** DATASET RECORDS follows **

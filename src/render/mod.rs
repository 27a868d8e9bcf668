mod clip;
mod context;
mod recording;

pub use clip::ClippingContext;
pub use context::{
    FontSpec, FontWeight, HorizontalAlignment, LineStyle, PlotImage, RenderContext, Stroke,
    TextSize, VerticalAlignment,
};
pub use recording::{DrawCommand, RecordingContext};
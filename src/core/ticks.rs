//! Tick interval and tick value computation shared by all axis kinds.

use crate::error::{PlotError, PlotResult};

/// Safety bound against pathological tiny steps.
pub const DEFAULT_MAX_TICKS: usize = 1000;

/// Produces tick values between `from` and `to` at multiples of `step`.
///
/// The sequence is ascending when `to >= from` and descending otherwise. The
/// first value is the smallest (largest, when descending) multiple of `step`
/// inside the range, with an epsilon fudge of `step * 1e-3` so floating-point
/// boundary values are not missed. `to` is included when within epsilon.
/// Values within `f64::EPSILON` of zero snap to exactly `0.0`.
pub fn create_tick_values(from: f64, to: f64, step: f64) -> PlotResult<Vec<f64>> {
    create_tick_values_capped(from, to, step, DEFAULT_MAX_TICKS)
}

/// As `create_tick_values` with an explicit cap on the number of ticks.
pub fn create_tick_values_capped(
    from: f64,
    to: f64,
    step: f64,
    max_ticks: usize,
) -> PlotResult<Vec<f64>> {
    if !step.is_finite() || step <= 0.0 {
        return Err(PlotError::InvalidTickStep(step));
    }

    let (lo, hi) = if from <= to { (from, to) } else { (to, from) };
    let epsilon = step * 1e-3;

    let mut values = Vec::new();
    let start_index = ((lo - epsilon) / step).ceil();
    let mut index = start_index;
    while values.len() < max_ticks {
        let mut value = index * step;
        if value > hi + epsilon {
            break;
        }
        if value.abs() < f64::EPSILON {
            value = 0.0;
        }
        values.push(value);
        index += 1.0;
    }

    if to < from {
        values.reverse();
    }
    Ok(values)
}

/// Chooses a "nice" major interval (`1`, `2` or `5` times a power of ten) so
/// that ticks land roughly every `interval_size_px` pixels.
#[must_use]
pub fn calculate_major_interval(span: f64, available_size_px: f64, interval_size_px: f64) -> f64 {
    if !span.is_finite() || span <= 0.0 {
        return 1.0;
    }
    let max_count = (available_size_px / interval_size_px).max(2.0);
    let raw = span / max_count;
    let magnitude = 10f64.powf(raw.log10().floor());
    for multiple in [1.0, 2.0, 5.0] {
        if magnitude * multiple >= raw {
            return magnitude * multiple;
        }
    }
    magnitude * 10.0
}

/// Minor interval heuristic keeping 4 or 5 minor divisions per major division.
///
/// Major intervals of the form `2 * 10^k` split into quarters; everything
/// else splits into fifths.
#[must_use]
pub fn calculate_minor_interval(major_interval: f64) -> f64 {
    let log_mod = major_interval.log10().rem_euclid(1.0);
    if (log_mod - 2f64.log10()).abs() < 1e-10 {
        major_interval / 4.0
    } else {
        major_interval / 5.0
    }
}

/// Removes minor ticks that coincide with a major tick.
///
/// Both arrays must share the same direction (ascending or descending).
/// Coincidence uses a local per-pair epsilon, `|minor[i] - minor[i-1]| * 1e-3`,
/// because floating-point tick spacing can vary slightly across the range.
/// Single forward sweep with a moving pointer into the major array.
#[must_use]
pub fn filter_redundant_minor_ticks(major_ticks: &[f64], minor_ticks: &[f64]) -> Vec<f64> {
    if major_ticks.is_empty() || minor_ticks.is_empty() {
        return minor_ticks.to_vec();
    }

    let sign = if minor_ticks.len() > 1 && minor_ticks[1] < minor_ticks[0] {
        -1.0
    } else {
        1.0
    };

    let mut result = Vec::with_capacity(minor_ticks.len());
    let mut major_index = 0;
    for (i, &tick) in minor_ticks.iter().enumerate() {
        let epsilon = if i > 0 {
            (tick - minor_ticks[i - 1]).abs() * 1e-3
        } else if minor_ticks.len() > 1 {
            (minor_ticks[1] - minor_ticks[0]).abs() * 1e-3
        } else {
            tick.abs() * 1e-3
        };

        while major_index < major_ticks.len()
            && sign * (major_ticks[major_index] - tick) < -epsilon
        {
            major_index += 1;
        }
        if major_index < major_ticks.len() && (major_ticks[major_index] - tick).abs() <= epsilon {
            continue;
        }
        result.push(tick);
    }
    result
}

** End of DATASET RECORDS **

*THE PROBLEM*. Could you restate word for word the lines above, from the one that contains "let max_count = (available_size_px" through the one that contains "pub fn calculate_minor_interval(major_interval: f64)", and no others?

*ANSWER SPACE*.
    let max_count = (available_size_px / interval_size_px).max(2.0);
    let raw = span / max_count;
    let magnitude = 10f64.powf(raw.log10().floor());
    for multiple in [1.0, 2.0, 5.0] {
        if magnitude * multiple >= raw {
            return magnitude * multiple;
        }
    }
    magnitude * 10.0
}

/// Minor interval heuristic keeping 4 or 5 minor divisions per major division.
///
/// Major intervals of the form `2 * 10^k` split into quarters; everything
/// else splits into fifths.
#[must_use]
pub fn calculate_minor_interval(major_interval: f64) -> f64 {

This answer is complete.